Grain prices, especially for corn, spiked by some 20 percent in recent days. University of Chicago finance professor Eugene Fama’s theory of efficient markets helps provides a starting point for examining just why this spike took place. And more basic economics tells us something about what this news means for ordinary families.

First, the facts: The price of corn, the most important feed grain used by meat producers, especially those raising chickens and hogs, and feedstock for ethanol production, jumped by some 20 percent in a little over a week. (At a cash price of $4.86 per bushel Wednesday — or $5.6925 for December delivery — it remains well below levels hit in 2008. And like most other farm products, if one adjusts for inflation, the price is only a fraction of levels hit 50 or 100 years ago.)

Such a jump is not unprecedented, but it still is an enormous price increase in a very short time. It was initiated by a U.S. Department of Agriculture monthly report predicting that the 2010 U.S. corn harvest, already well under way across southern and central Minnesota, would produce 4 percent fewer bushels than previously estimated. Four percent may not sound like much, but it was the largest drop from one month to the next in all the years the USDA has made such estimates.

A 20 percent price jump in response to a 4 percent quantity drop illustrates that the short-run demand for corn is extremely inelastic. That is, quantities don’t change much in relation to any given change in prices. This inelasticity is common for foods or food production inputs, especially those grown seasonally — it is hard to adjust production levels in less than a year.

Fama’s insights relate new information to prices. People have known for centuries that new information about factors of supply or demand causes prices to change. But Fama went further, arguing that at any point, the market price of a traded asset, be it corn or a bond, incorporates all the known information that might have any effect on price.

This does not mean that everyone who might buy or sell the product has exactly the same estimate of its value. Nor does it mean that when the price is for future delivery, say a sale in October of corn to be handed over in December, that the going cash price in December will match what was contracted two months earlier.

However, it does imply that, overall, there are no unexploited opportunities to make money. Yes, someone who had contracted, before the recent USDA report, to buy corn at a lower price would come out well. And someone who had agreed to sell at a low price would lose out. But these variations from what had been the expected price for the market as a whole are random and cancel one another out. And variations between expected price in one period and some later one cannot be predicted in advance.

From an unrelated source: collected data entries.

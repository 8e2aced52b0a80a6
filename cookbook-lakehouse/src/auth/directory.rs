//! DirectoryActor: Tokio actor owning the `identities` table
//!
//! All directory operations are processed sequentially via an mpsc channel.
//! That makes "address not taken → insert" a single step with respect to
//! every other directory write in the process, so two concurrent
//! registrations of one address cannot both succeed.
//!
//! Secrets are hashed in the caller's task (on the blocking pool) before the
//! message is sent; the actor itself only ever sees hashes.
//!
//! # Usage
//!
//! ```rust,no_run
//! use std::sync::Arc;
//! use cookbook_lakehouse::auth::{CredentialStore, DirectoryActor, IdentityExtras, SecretPolicy};
//! use cookbook_lakehouse::{CookbookConfig, DeltaStore};
//!
//! #[tokio::main]
//! async fn main() -> Result<(), Box<dyn std::error::Error>> {
//!     let config = CookbookConfig::new("/data/cookbook");
//!     let credentials = CredentialStore::new(config.hash)?;
//!     let store = Arc::new(DeltaStore::new(config).await?);
//!     let policy = SecretPolicy { min_len: 6, max_len: 128 };
//!     let directory = DirectoryActor::spawn(store, credentials, policy, 256);
//!
//!     let ana = directory
//!         .create("Ana".into(), "ana@example.com".into(), "Saffron1".into(), IdentityExtras::default())
//!         .await?;
//!     assert!(directory.find_by_id(&ana.id).await?.is_some());
//!     Ok(())
//! }
//! ```

use std::sync::Arc;

use chrono::{Months, Utc};
use deltalake::arrow::array::{ArrayRef, RecordBatch, StringArray};
use tokio::sync::{mpsc, oneshot};
use tracing::{debug, info};
use uuid::Uuid;

use crate::error::{CookbookError, Result};
use crate::schema;
use crate::store::{
    format_timestamp, opt_value, parse_timestamp, quote_literal, utf8_column, DeltaStore,
};

use super::credentials::CredentialStore;
use super::types::*;
use super::validate::{self, SecretPolicy};

// ─── Actor Messages ───

enum DirectoryMsg {
    FindByAddress {
        address: String,
        reply: oneshot::Sender<Result<Option<Identity>>>,
    },
    FindById {
        id: String,
        reply: oneshot::Sender<Result<Option<Identity>>>,
    },
    Create {
        record: Identity,
        reply: oneshot::Sender<Result<Identity>>,
    },
    Update {
        id: String,
        changes: IdentityChanges,
        reply: oneshot::Sender<Result<Identity>>,
    },
    Delete {
        id: String,
        reply: oneshot::Sender<Result<()>>,
    },
    List {
        query: IdentityQuery,
        reply: oneshot::Sender<Result<IdentityListing>>,
    },
}

/// Validated, already-hashed form of an `IdentityPatch`
#[derive(Default)]
struct IdentityChanges {
    display_name: Option<String>,
    address: Option<String>,
    secret_hash: Option<String>,
    profile_image: Option<String>,
}

impl IdentityChanges {
    fn is_empty(&self) -> bool {
        self.display_name.is_none()
            && self.address.is_none()
            && self.secret_hash.is_none()
            && self.profile_image.is_none()
    }
}

// ─── Actor ───

/// Directory actor: processes identity reads and writes sequentially
pub struct DirectoryActor {
    store: Arc<DeltaStore>,
    rx: mpsc::Receiver<DirectoryMsg>,
}

impl DirectoryActor {
    /// Spawn the directory actor on a shared store and return its handle
    pub fn spawn(
        store: Arc<DeltaStore>,
        credentials: CredentialStore,
        policy: SecretPolicy,
        buffer: usize,
    ) -> IdentityDirectory {
        let (tx, rx) = mpsc::channel(buffer.max(1));
        let actor = Self { store, rx };

        tokio::spawn(actor.run());
        info!("DirectoryActor spawned");
        IdentityDirectory {
            tx,
            credentials,
            policy,
        }
    }

    /// Main event loop
    async fn run(mut self) {
        while let Some(msg) = self.rx.recv().await {
            match msg {
                DirectoryMsg::FindByAddress { address, reply } => {
                    let _ = reply.send(self.handle_find_by_address(&address).await);
                }
                DirectoryMsg::FindById { id, reply } => {
                    let _ = reply.send(self.handle_find_by_id(&id).await);
                }
                DirectoryMsg::Create { record, reply } => {
                    let _ = reply.send(self.handle_create(record).await);
                }
                DirectoryMsg::Update { id, changes, reply } => {
                    let _ = reply.send(self.handle_update(&id, changes).await);
                }
                DirectoryMsg::Delete { id, reply } => {
                    let _ = reply.send(self.handle_delete(&id).await);
                }
                DirectoryMsg::List { query, reply } => {
                    let _ = reply.send(self.handle_list(query).await);
                }
            }
        }
        info!("DirectoryActor stopped");
    }

    // ─── Handler Implementations ───

    async fn handle_find_by_address(&self, address: &str) -> Result<Option<Identity>> {
        self.find_one(&format!("address = {}", quote_literal(address)))
            .await
    }

    async fn handle_find_by_id(&self, id: &str) -> Result<Option<Identity>> {
        self.find_one(&format!("id = {}", quote_literal(id))).await
    }

    async fn handle_create(&self, record: Identity) -> Result<Identity> {
        if self.handle_find_by_address(&record.address).await?.is_some() {
            return Err(CookbookError::IdentityAlreadyExists(record.address));
        }

        self.store
            .append(schema::TABLE_IDENTITIES, identity_batch(&record)?)
            .await?;
        info!(identity_id = %record.id, role = %record.role, "Identity created");
        Ok(record)
    }

    async fn handle_update(&self, id: &str, changes: IdentityChanges) -> Result<Identity> {
        let mut identity = self
            .handle_find_by_id(id)
            .await?
            .ok_or_else(|| CookbookError::IdentityNotFound(id.to_string()))?;

        if changes.is_empty() {
            return Ok(identity);
        }

        if let Some(address) = changes.address.as_deref() {
            if address != identity.address {
                if let Some(holder) = self.handle_find_by_address(address).await? {
                    if holder.id != identity.id {
                        return Err(CookbookError::IdentityAlreadyExists(address.to_string()));
                    }
                }
            }
        }

        let now = Utc::now();
        let mut assignments: Vec<(&str, String)> = Vec::new();
        if let Some(name) = changes.display_name {
            assignments.push(("display_name", quote_literal(&name)));
            identity.display_name = name;
        }
        if let Some(address) = changes.address {
            assignments.push(("address", quote_literal(&address)));
            identity.address = address;
        }
        if let Some(hash) = changes.secret_hash {
            assignments.push(("secret_hash", quote_literal(&hash)));
            identity.secret_hash = hash;
        }
        if let Some(image) = changes.profile_image {
            assignments.push(("profile_image", quote_literal(&image)));
            identity.profile_image = Some(image);
        }
        assignments.push(("updated_at", quote_literal(&format_timestamp(now))));
        identity.updated_at = now;

        self.store
            .update(
                schema::TABLE_IDENTITIES,
                &format!("id = {}", quote_literal(id)),
                &assignments,
            )
            .await?;
        info!(identity_id = %id, "Identity updated");
        Ok(identity)
    }

    async fn handle_delete(&self, id: &str) -> Result<()> {
        let predicate = format!("id = {}", quote_literal(id));
        if self.store.count(schema::TABLE_IDENTITIES, &predicate).await? == 0 {
            return Err(CookbookError::IdentityNotFound(id.to_string()));
        }

        self.store
            .delete(schema::TABLE_IDENTITIES, &predicate)
            .await?;
        info!(identity_id = %id, "Identity deleted");
        Ok(())
    }

    async fn handle_list(&self, query: IdentityQuery) -> Result<IdentityListing> {
        let batches = self
            .store
            .query_page(schema::TABLE_IDENTITIES, "true", "created_at", query.page)
            .await?;

        let mut identities = Vec::new();
        for batch in &batches {
            identities.extend(identities_from_batch(batch)?.iter().map(Identity::view));
        }

        let total = self.store.count(schema::TABLE_IDENTITIES, "true").await?;
        let last_month = self
            .store
            .count(
                schema::TABLE_IDENTITIES,
                &format!("created_at >= {}", quote_literal(&one_month_ago())),
            )
            .await?;

        debug!(returned = identities.len(), total, last_month, "Listed identities");
        Ok(IdentityListing {
            identities,
            total,
            last_month,
        })
    }

    // ─── Helpers ───

    async fn find_one(&self, predicate: &str) -> Result<Option<Identity>> {
        let batches = self
            .store
            .query(schema::TABLE_IDENTITIES, predicate)
            .await?;
        for batch in &batches {
            if let Some(identity) = identities_from_batch(batch)?.into_iter().next() {
                return Ok(Some(identity));
            }
        }
        Ok(None)
    }
}

pub(crate) fn one_month_ago() -> String {
    let now = Utc::now();
    format_timestamp(now.checked_sub_months(Months::new(1)).unwrap_or(now))
}

fn identity_batch(identity: &Identity) -> Result<RecordBatch> {
    let created = format_timestamp(identity.created_at);
    let updated = format_timestamp(identity.updated_at);
    Ok(RecordBatch::try_new(
        Arc::new(schema::identities_arrow_schema()),
        vec![
            Arc::new(StringArray::from(vec![identity.id.as_str()])) as ArrayRef,
            Arc::new(StringArray::from(vec![identity.display_name.as_str()])),
            Arc::new(StringArray::from(vec![identity.address.as_str()])),
            Arc::new(StringArray::from(vec![identity.secret_hash.as_str()])),
            Arc::new(StringArray::from(vec![identity.role.as_str()])),
            Arc::new(StringArray::from(vec![identity.profile_image.as_deref()])),
            Arc::new(StringArray::from(vec![created.as_str()])),
            Arc::new(StringArray::from(vec![updated.as_str()])),
        ],
    )?)
}

fn identities_from_batch(batch: &RecordBatch) -> Result<Vec<Identity>> {
    let id = utf8_column(batch, "id")?;
    let display_name = utf8_column(batch, "display_name")?;
    let address = utf8_column(batch, "address")?;
    let secret_hash = utf8_column(batch, "secret_hash")?;
    let role = utf8_column(batch, "role")?;
    let profile_image = utf8_column(batch, "profile_image")?;
    let created_at = utf8_column(batch, "created_at")?;
    let updated_at = utf8_column(batch, "updated_at")?;

    (0..batch.num_rows())
        .map(|i| {
            Ok(Identity {
                id: id.value(i).to_string(),
                display_name: display_name.value(i).to_string(),
                address: address.value(i).to_string(),
                secret_hash: secret_hash.value(i).to_string(),
                role: Role::from_str(role.value(i)),
                profile_image: opt_value(&profile_image, i),
                created_at: parse_timestamp(created_at.value(i))?,
                updated_at: parse_timestamp(updated_at.value(i))?,
            })
        })
        .collect()
}

// ─── Handle (client-facing API) ───

/// Thread-safe handle to the directory actor
#[derive(Clone)]
pub struct IdentityDirectory {
    tx: mpsc::Sender<DirectoryMsg>,
    credentials: CredentialStore,
    policy: SecretPolicy,
}

impl IdentityDirectory {
    async fn request<T>(
        &self,
        build: impl FnOnce(oneshot::Sender<Result<T>>) -> DirectoryMsg,
    ) -> Result<T> {
        let (reply, rx) = oneshot::channel();
        self.tx
            .send(build(reply))
            .await
            .map_err(|_| CookbookError::ActorUnavailable("DirectoryActor".into()))?;
        rx.await
            .map_err(|_| CookbookError::ActorUnavailable("DirectoryActor dropped".into()))?
    }

    pub fn secret_policy(&self) -> SecretPolicy {
        self.policy
    }

    pub async fn find_by_address(&self, address: &str) -> Result<Option<Identity>> {
        let address = address.to_string();
        self.request(|reply| DirectoryMsg::FindByAddress { address, reply })
            .await
    }

    pub async fn find_by_id(&self, id: &str) -> Result<Option<Identity>> {
        let id = id.to_string();
        self.request(|reply| DirectoryMsg::FindById { id, reply }).await
    }

    /// Validate, hash the secret and insert a new identity.
    ///
    /// Fails with `IdentityAlreadyExists` if the address is taken, including
    /// when another create for it wins the race.
    pub async fn create(
        &self,
        display_name: String,
        address: String,
        secret: String,
        extras: IdentityExtras,
    ) -> Result<Identity> {
        validate::display_name(&display_name)?;
        validate::address(&address)?;
        self.policy.check(&secret)?;
        self.insert(display_name, address, secret, extras).await
    }

    /// Insert a new identity whose secret is generated here and never disclosed.
    ///
    /// Skips the secret policy, which only covers caller-chosen secrets.
    pub async fn create_with_generated_secret(
        &self,
        display_name: String,
        address: String,
        extras: IdentityExtras,
    ) -> Result<Identity> {
        validate::display_name(&display_name)?;
        validate::address(&address)?;
        self.insert(display_name, address, CredentialStore::random_secret(), extras)
            .await
    }

    async fn insert(
        &self,
        display_name: String,
        address: String,
        secret: String,
        extras: IdentityExtras,
    ) -> Result<Identity> {
        let secret_hash = self.credentials.hash(secret).await?;

        let now = Utc::now();
        let record = Identity {
            id: Uuid::new_v4().to_string(),
            display_name,
            address,
            secret_hash,
            role: extras.role,
            profile_image: extras.profile_image,
            created_at: now,
            updated_at: now,
        };
        self.request(|reply| DirectoryMsg::Create { record, reply })
            .await
    }

    /// Apply a partial update. A present-but-empty secret is ignored.
    pub async fn update_by_id(&self, id: &str, patch: IdentityPatch) -> Result<Identity> {
        let mut changes = IdentityChanges::default();

        if let Some(name) = patch.display_name {
            validate::display_name(&name)?;
            changes.display_name = Some(name);
        }
        if let Some(address) = patch.address {
            validate::address(&address)?;
            changes.address = Some(address);
        }
        if let Some(secret) = patch.secret.filter(|s| !s.is_empty()) {
            self.policy.check(&secret)?;
            changes.secret_hash = Some(self.credentials.hash(secret).await?);
        }
        changes.profile_image = patch.profile_image;

        let id = id.to_string();
        self.request(|reply| DirectoryMsg::Update { id, changes, reply })
            .await
    }

    /// Remove an identity. Deleting an unknown (or already deleted) id fails.
    pub async fn delete_by_id(&self, id: &str) -> Result<()> {
        let id = id.to_string();
        self.request(|reply| DirectoryMsg::Delete { id, reply }).await
    }

    pub async fn list(&self, query: IdentityQuery) -> Result<IdentityListing> {
        self.request(|reply| DirectoryMsg::List { query, reply }).await
    }
}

The idea that market prices fully incorporate all available information was a powerful one that shaped finance theory over the past 40 years. Financial firms built sophisticated mathematical models to guide trading based on this idea.

But events of the past few years have battered the theory. Did housing prices in Boca Raton, Fla., or Las Vegas or Maple Plain really reflect the rational evaluation of all available information? Did the value of complex mortgage-backed bonds really depend on all available information?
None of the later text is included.